When I first wrote this post, the honest answer was that nothing really filled the gap. The organic grocery scene was small, imported products were hard to find, and the best strategy was to stock up every time you went back to the States. That is no longer true. The city now has a range of options that covers everything Whole Foods did — and in some categories does it better.

What follows is organized by what you are actually looking for, because the best answer depends on whether you need organic produce, specialty imported ingredients, natural personal care products, or all of the above.

For organic groceries and Mexican produce: The Green Corner

5 LOCATIONS IN CDMX. THE ANCHOR OPTION.

Exterior image of The Green Corner in la Condesa

The Green Corner has been here since 2003 — longer than most of the alternatives — and it has grown into the most complete organic grocery option in the city. Seven locations across CDMX now, with three attached restaurants at the Condesa and Coyoacán stores. The products — more than 3,000 of them — come from around 250 small Mexican producers, cooperatives, rural communities, and indigenous enterprises. This is the place for organic fruit and vegetables, Mexican pantry staples, fair-trade products, and sustainably produced household goods.

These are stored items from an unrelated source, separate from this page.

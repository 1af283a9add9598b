//! Vertex implementation
//!
//! A vertex holds an arbitrary payload and the insertion-ordered list of
//! edges currently incident to it. The incident list is maintained
//! exclusively by the store's endpoint machinery; a self-loop appears in it
//! twice, once per endpoint slot.

use super::types::EdgeId;
use serde::{Deserialize, Serialize};

/// A vertex in the graph
///
/// Created with no payload and no incident edges. The payload accepts any
/// value without validation. Incident entries are back-references only: a
/// vertex never owns its edges.
#[derive(Debug, Clone, Serialize, Deserialize)]
pub struct Vertex<T> {
    /// Attached payload; unset until first assignment
    payload: Option<T>,

    /// Edges currently touching this vertex, insertion-ordered,
    /// duplicates allowed (self-loops)
    incident: Vec<EdgeId>,
}

impl<T> Vertex<T> {
    pub(crate) fn new() -> Self {
        Vertex {
            payload: None,
            incident: Vec::new(),
        }
    }

    /// Current payload, if one has been set
    pub fn payload(&self) -> Option<&T> {
        self.payload.as_ref()
    }

    pub(crate) fn set_payload(&mut self, value: T) {
        self.payload = Some(value);
    }

    /// Edges currently incident to this vertex, in registration order
    pub fn incident_edges(&self) -> &[EdgeId] {
        &self.incident
    }

    /// How many incident entries reference the given edge (2 for a self-loop)
    pub fn incidence_count(&self, edge: EdgeId) -> usize {
        self.incident.iter().filter(|e| **e == edge).count()
    }

    /// Register a back-reference for one endpoint slot.
    ///
    /// Not idempotent: one call per slot occupied, so a self-loop
    /// registers twice.
    pub(crate) fn register_incident(&mut self, edge: EdgeId) {
        self.incident.push(edge);
    }

    /// Drop the back-reference for one endpoint slot.
    ///
    /// Removes the first matching entry only; returns `false` when the
    /// edge was not registered.
    pub(crate) fn unregister_incident(&mut self, edge: EdgeId) -> bool {
        match self.incident.iter().position(|e| *e == edge) {
            Some(pos) => {
                self.incident.remove(pos);
                true
            }
            None => false,
        }
    }
}

impl<T> Default for Vertex<T> {
    fn default() -> Self {
        Vertex::new()
    }
}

The produce selection varies by location but the Condesa, Coyoacán, and Roma stores tend to have the best. The Condesa and Coyoacán locations are also the ones with restaurants, which makes them natural stops for lunch while you shop. The Roma location on Mérida is the smallest but conveniently placed.

The Green Corner also carries a range of natural personal care products — body care, hair care, some cosmetics — making it useful even if groceries are not what you are looking for. Same-day delivery is available across CDMX and the metropolitan area.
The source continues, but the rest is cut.